Brief:
Your answer should be each line of the entries that contains the word "impl", copied in full.

Exercise materials:
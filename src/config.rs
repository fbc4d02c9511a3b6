/// External configuration loader.
///
/// Reads `config.toml` from an explicit path, else the executable's
/// directory, else CWD. Missing files or keys fall back to defaults;
/// a malformed file is logged and ignored.

use serde::Deserialize;
use std::path::{Path, PathBuf};

use crate::error::GameError;

// ── Public Config Struct ──

#[derive(Clone, Debug)]
pub struct GameConfig {
    pub physics: PhysicsConfig,
    pub levels_file: PathBuf,
    pub save_dir: PathBuf,
    pub scores_file: PathBuf,
}

/// Per-tick constants for the simulation. Speeds are pixels per tick,
/// durations are milliseconds of simulation time.
#[derive(Clone, Debug, PartialEq)]
pub struct PhysicsConfig {
    pub tile_size: f32,
    pub tick_rate_ms: u64,
    pub animation_speed: f32,
    pub enemy_speed: f32,
    pub fall_speed: f32,
    pub hole_duration_ms: u64,
    pub jump_hang_ms: u64,
    pub fireball_speed: f32,
    pub explosion_duration_ms: u64,
    pub explosion_radius_tiles: f32,
    pub enemy_hitbox_inset: f32,
    pub align_epsilon: f32,
}

impl Default for PhysicsConfig {
    fn default() -> Self {
        TomlPhysics::default().into()
    }
}

// ── TOML Schema (with serde defaults) ──

#[derive(Deserialize, Debug, Default)]
struct TomlConfig {
    #[serde(default)]
    physics: TomlPhysics,
    #[serde(default)]
    general: TomlGeneral,
}

#[derive(Deserialize, Debug)]
struct TomlPhysics {
    #[serde(default = "default_tile_size")]
    tile_size: f32,
    #[serde(default = "default_tick_rate")]
    tick_rate_ms: u64,
    #[serde(default = "default_animation_speed")]
    animation_speed: f32,
    #[serde(default = "default_enemy_speed")]
    enemy_speed: f32,
    #[serde(default = "default_fall_speed")]
    fall_speed: f32,
    #[serde(default = "default_hole_duration")]
    hole_duration_ms: u64,
    #[serde(default = "default_jump_hang")]
    jump_hang_ms: u64,
    #[serde(default = "default_fireball_speed")]
    fireball_speed: f32,
    #[serde(default = "default_explosion_duration")]
    explosion_duration_ms: u64,
    #[serde(default = "default_explosion_radius")]
    explosion_radius_tiles: f32,
    #[serde(default = "default_hitbox_inset")]
    enemy_hitbox_inset: f32,
    #[serde(default = "default_align_epsilon")]
    align_epsilon: f32,
}

#[derive(Deserialize, Debug)]
struct TomlGeneral {
    #[serde(default = "default_levels_file")]
    levels_file: String,
    #[serde(default = "default_save_dir")]
    save_dir: String,
    #[serde(default = "default_scores_file")]
    scores_file: String,
}

// ── Defaults ──

fn default_tile_size() -> f32 { 32.0 }
fn default_tick_rate() -> u64 { 16 }           // ~60 ticks per second
fn default_animation_speed() -> f32 { 4.0 }    // 8 ticks per tile
fn default_enemy_speed() -> f32 { 1.5 }        // noticeably slower than the player
fn default_fall_speed() -> f32 { 4.0 }
fn default_hole_duration() -> u64 { 4000 }
fn default_jump_hang() -> u64 { 300 }
fn default_fireball_speed() -> f32 { 6.0 }
fn default_explosion_duration() -> u64 { 500 }
fn default_explosion_radius() -> f32 { 1.5 }
fn default_hitbox_inset() -> f32 { 5.0 }
fn default_align_epsilon() -> f32 { 0.1 }

fn default_levels_file() -> String { "levels.json".into() }
fn default_save_dir() -> String { "saves".into() }
fn default_scores_file() -> String { "scores.txt".into() }

impl Default for TomlPhysics {
    fn default() -> Self {
        TomlPhysics {
            tile_size: default_tile_size(),
            tick_rate_ms: default_tick_rate(),
            animation_speed: default_animation_speed(),
            enemy_speed: default_enemy_speed(),
            fall_speed: default_fall_speed(),
            hole_duration_ms: default_hole_duration(),
            jump_hang_ms: default_jump_hang(),
            fireball_speed: default_fireball_speed(),
            explosion_duration_ms: default_explosion_duration(),
            explosion_radius_tiles: default_explosion_radius(),
            enemy_hitbox_inset: default_hitbox_inset(),
            align_epsilon: default_align_epsilon(),
        }
    }
}

impl Default for TomlGeneral {
    fn default() -> Self {
        TomlGeneral {
            levels_file: default_levels_file(),
            save_dir: default_save_dir(),
            scores_file: default_scores_file(),
        }
    }
}

impl From<TomlPhysics> for PhysicsConfig {
    fn from(t: TomlPhysics) -> Self {
        PhysicsConfig {
            tile_size: t.tile_size,
            tick_rate_ms: t.tick_rate_ms.max(1),
            animation_speed: t.animation_speed,
            enemy_speed: t.enemy_speed,
            fall_speed: t.fall_speed,
            hole_duration_ms: t.hole_duration_ms,
            jump_hang_ms: t.jump_hang_ms,
            fireball_speed: t.fireball_speed,
            explosion_duration_ms: t.explosion_duration_ms,
            explosion_radius_tiles: t.explosion_radius_tiles,
            enemy_hitbox_inset: t.enemy_hitbox_inset,
            align_epsilon: t.align_epsilon,
        }
    }
}

// ── Loading ──

impl GameConfig {
    /// Load config. `explicit` (from `--config`) is tried first; otherwise
    /// the exe directory and CWD are searched for `config.toml`.
    pub fn load(explicit: Option<&Path>) -> Self {
        let search_dirs = candidate_dirs();
        let toml_cfg = match explicit {
            Some(path) => read_toml(path).unwrap_or_else(|e| {
                log::warn!("{e}; using default settings");
                TomlConfig::default()
            }),
            None => find_toml(&search_dirs),
        };

        let resolve = |name: &str| -> PathBuf {
            let p = PathBuf::from(name);
            if p.is_absolute() {
                return p;
            }
            search_dirs.iter()
                .map(|d| d.join(name))
                .find(|c| c.exists())
                .unwrap_or(p)
        };

        GameConfig {
            physics: toml_cfg.physics.into(),
            levels_file: resolve(&toml_cfg.general.levels_file),
            save_dir: resolve(&toml_cfg.general.save_dir),
            scores_file: resolve(&toml_cfg.general.scores_file),
        }
    }

    /// Parse a config document; used by `load` and tests.
    pub fn from_toml_str(text: &str) -> Result<Self, toml::de::Error> {
        let cfg: TomlConfig = toml::from_str(text)?;
        Ok(GameConfig {
            physics: cfg.physics.into(),
            levels_file: PathBuf::from(cfg.general.levels_file),
            save_dir: PathBuf::from(cfg.general.save_dir),
            scores_file: PathBuf::from(cfg.general.scores_file),
        })
    }
}

/// Candidate directories to search: exe dir + CWD (deduplicated).
fn candidate_dirs() -> Vec<PathBuf> {
    let mut dirs = vec![];

    if let Ok(exe) = std::env::current_exe() {
        let resolved = exe.canonicalize().unwrap_or(exe);
        if let Some(parent) = resolved.parent() {
            dirs.push(parent.to_path_buf());
        }
    }

    if let Ok(cwd) = std::env::current_dir() {
        if !dirs.iter().any(|d| d == &cwd) {
            dirs.push(cwd);
        }
    }

    if dirs.is_empty() {
        dirs.push(PathBuf::from("."));
    }

    dirs
}

fn read_toml(path: &Path) -> Result<TomlConfig, GameError> {
    let text = std::fs::read_to_string(path).map_err(|e| GameError::io(path, e))?;
    toml::from_str::<TomlConfig>(&text).map_err(|source| GameError::Toml {
        path: path.to_path_buf(),
        source,
    })
}

/// Search for config.toml in candidate directories.
fn find_toml(search_dirs: &[PathBuf]) -> TomlConfig {
    for dir in search_dirs {
        let path = dir.join("config.toml");
        if !path.exists() {
            continue;
        }
        match read_toml(&path) {
            Ok(cfg) => {
                log::info!("loaded {}", path.display());
                return cfg;
            }
            Err(e) => {
                log::warn!("{e}; using default settings");
                return TomlConfig::default();
            }
        }
    }
    TomlConfig::default()
}

#[cfg(test)]
mod tests {
    use super::*;

    #[test]
    fn empty_document_uses_defaults() {
        let cfg = GameConfig::from_toml_str("").unwrap();
        assert_eq!(cfg.physics, PhysicsConfig::default());
        assert_eq!(cfg.physics.hole_duration_ms, 4000);
        assert_eq!(cfg.levels_file, PathBuf::from("levels.json"));
    }

    #[test]
    fn partial_physics_section_keeps_other_defaults() {
        let cfg = GameConfig::from_toml_str("[physics]\nenemy_speed = 2.0\n").unwrap();
        assert_eq!(cfg.physics.enemy_speed, 2.0);
        assert_eq!(cfg.physics.tile_size, 32.0);
    }

    #[test]
    fn zero_tick_rate_is_clamped() {
        let cfg = GameConfig::from_toml_str("[physics]\ntick_rate_ms = 0\n").unwrap();
        assert_eq!(cfg.physics.tick_rate_ms, 1);
    }

    #[test]
    fn malformed_document_is_an_error() {
        assert!(GameConfig::from_toml_str("[physics\n").is_err());
    }
}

Task response:
impl Default for PhysicsConfig {
impl Default for TomlPhysics {
impl Default for TomlGeneral {
impl From<TomlPhysics> for PhysicsConfig {
impl GameConfig {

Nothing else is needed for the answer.